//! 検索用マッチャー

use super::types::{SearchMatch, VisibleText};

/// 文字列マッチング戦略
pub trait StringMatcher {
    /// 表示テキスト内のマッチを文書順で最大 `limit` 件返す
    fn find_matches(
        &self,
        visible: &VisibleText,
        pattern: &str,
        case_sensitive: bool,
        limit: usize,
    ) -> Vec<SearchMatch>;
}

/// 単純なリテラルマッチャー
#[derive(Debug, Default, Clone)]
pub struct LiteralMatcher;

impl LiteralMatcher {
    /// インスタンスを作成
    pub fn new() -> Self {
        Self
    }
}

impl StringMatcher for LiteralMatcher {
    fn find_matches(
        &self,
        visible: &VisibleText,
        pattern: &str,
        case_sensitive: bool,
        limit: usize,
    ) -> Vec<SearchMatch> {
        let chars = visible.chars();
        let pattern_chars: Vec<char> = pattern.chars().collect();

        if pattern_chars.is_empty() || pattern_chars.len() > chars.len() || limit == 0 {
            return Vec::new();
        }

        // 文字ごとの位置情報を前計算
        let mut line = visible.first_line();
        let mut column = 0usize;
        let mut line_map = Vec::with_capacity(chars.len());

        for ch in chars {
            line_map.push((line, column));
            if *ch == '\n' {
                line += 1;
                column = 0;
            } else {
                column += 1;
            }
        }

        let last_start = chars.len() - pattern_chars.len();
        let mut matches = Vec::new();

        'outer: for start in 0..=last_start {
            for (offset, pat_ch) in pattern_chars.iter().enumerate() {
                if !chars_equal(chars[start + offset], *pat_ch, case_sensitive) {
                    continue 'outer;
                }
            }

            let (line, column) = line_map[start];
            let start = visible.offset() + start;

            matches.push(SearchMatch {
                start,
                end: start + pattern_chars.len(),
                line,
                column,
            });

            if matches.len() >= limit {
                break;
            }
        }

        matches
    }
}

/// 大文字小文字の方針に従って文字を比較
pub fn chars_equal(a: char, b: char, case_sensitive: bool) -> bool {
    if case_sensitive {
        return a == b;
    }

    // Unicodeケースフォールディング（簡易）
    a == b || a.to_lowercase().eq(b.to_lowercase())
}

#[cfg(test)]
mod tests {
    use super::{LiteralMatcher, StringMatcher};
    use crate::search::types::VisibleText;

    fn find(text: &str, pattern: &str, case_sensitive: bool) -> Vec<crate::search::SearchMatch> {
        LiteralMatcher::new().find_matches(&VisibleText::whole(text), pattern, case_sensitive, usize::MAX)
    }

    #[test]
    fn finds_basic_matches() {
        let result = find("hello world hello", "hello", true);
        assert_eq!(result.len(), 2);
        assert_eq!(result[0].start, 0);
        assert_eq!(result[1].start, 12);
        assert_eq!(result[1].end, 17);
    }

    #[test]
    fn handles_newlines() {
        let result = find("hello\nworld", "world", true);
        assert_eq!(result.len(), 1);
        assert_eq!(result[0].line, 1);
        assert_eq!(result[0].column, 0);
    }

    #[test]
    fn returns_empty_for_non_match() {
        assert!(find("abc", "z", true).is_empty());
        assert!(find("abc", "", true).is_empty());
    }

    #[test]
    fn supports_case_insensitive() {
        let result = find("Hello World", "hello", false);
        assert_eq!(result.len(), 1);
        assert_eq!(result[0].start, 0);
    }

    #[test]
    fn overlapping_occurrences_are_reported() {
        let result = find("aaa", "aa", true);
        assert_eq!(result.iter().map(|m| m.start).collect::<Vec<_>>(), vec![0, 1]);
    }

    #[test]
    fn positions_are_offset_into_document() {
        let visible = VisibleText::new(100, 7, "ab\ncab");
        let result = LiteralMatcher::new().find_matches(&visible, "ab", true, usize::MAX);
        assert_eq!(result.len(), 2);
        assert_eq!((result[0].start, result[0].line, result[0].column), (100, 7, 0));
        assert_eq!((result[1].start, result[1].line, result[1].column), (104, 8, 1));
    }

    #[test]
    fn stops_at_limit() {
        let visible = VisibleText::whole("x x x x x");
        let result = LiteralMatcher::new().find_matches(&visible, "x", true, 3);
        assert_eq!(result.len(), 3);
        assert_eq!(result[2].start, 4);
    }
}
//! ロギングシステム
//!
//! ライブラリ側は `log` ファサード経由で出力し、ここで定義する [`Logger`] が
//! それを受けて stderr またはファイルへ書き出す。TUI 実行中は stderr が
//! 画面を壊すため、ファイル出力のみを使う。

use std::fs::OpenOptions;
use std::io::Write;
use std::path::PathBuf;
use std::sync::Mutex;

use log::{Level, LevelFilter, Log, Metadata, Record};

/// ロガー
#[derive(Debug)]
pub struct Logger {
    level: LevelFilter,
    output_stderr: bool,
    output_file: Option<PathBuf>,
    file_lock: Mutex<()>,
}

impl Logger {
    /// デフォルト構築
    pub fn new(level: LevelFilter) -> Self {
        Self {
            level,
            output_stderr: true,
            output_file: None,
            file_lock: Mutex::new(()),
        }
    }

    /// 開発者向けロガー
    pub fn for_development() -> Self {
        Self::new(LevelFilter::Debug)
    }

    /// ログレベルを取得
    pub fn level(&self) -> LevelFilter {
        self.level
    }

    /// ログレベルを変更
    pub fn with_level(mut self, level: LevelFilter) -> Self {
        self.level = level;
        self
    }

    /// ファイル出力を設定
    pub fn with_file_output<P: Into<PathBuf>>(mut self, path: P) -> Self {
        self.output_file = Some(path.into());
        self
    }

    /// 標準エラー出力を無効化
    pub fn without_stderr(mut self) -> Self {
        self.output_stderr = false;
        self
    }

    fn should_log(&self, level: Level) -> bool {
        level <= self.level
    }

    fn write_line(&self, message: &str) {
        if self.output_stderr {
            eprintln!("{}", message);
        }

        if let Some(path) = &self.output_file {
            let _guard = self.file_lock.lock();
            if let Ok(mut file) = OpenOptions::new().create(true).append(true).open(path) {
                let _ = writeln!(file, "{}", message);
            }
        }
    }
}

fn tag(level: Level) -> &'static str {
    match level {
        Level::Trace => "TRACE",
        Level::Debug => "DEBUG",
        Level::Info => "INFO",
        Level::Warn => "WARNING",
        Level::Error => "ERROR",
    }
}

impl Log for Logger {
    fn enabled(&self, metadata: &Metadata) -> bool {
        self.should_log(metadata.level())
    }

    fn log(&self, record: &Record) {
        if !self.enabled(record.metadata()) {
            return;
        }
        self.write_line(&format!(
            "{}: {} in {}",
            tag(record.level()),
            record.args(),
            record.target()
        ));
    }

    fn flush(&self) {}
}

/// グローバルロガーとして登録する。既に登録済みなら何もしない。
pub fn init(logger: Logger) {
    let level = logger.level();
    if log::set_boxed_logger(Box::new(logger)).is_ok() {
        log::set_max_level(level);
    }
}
━━━━━━━━━━━━━━━━
> [YOUR OBJECTIVE]:
Set down exactly the lines of the data above, beginning with the line that has "line_map.push((line, column));" and ending with the line that has "let (line, column)", and no others.

> [WRITTEN SOLUTION]:
            line_map.push((line, column));
            if *ch == '\n' {
                line += 1;
                column = 0;
            } else {
                column += 1;
            }
        }

        let last_start = chars.len() - pattern_chars.len();
        let mut matches = Vec::new();

        'outer: for start in 0..=last_start {
            for (offset, pat_ch) in pattern_chars.iter().enumerate() {
                if !chars_equal(chars[start + offset], *pat_ch, case_sensitive) {
                    continue 'outer;
                }
            }

            let (line, column) = line_map[start];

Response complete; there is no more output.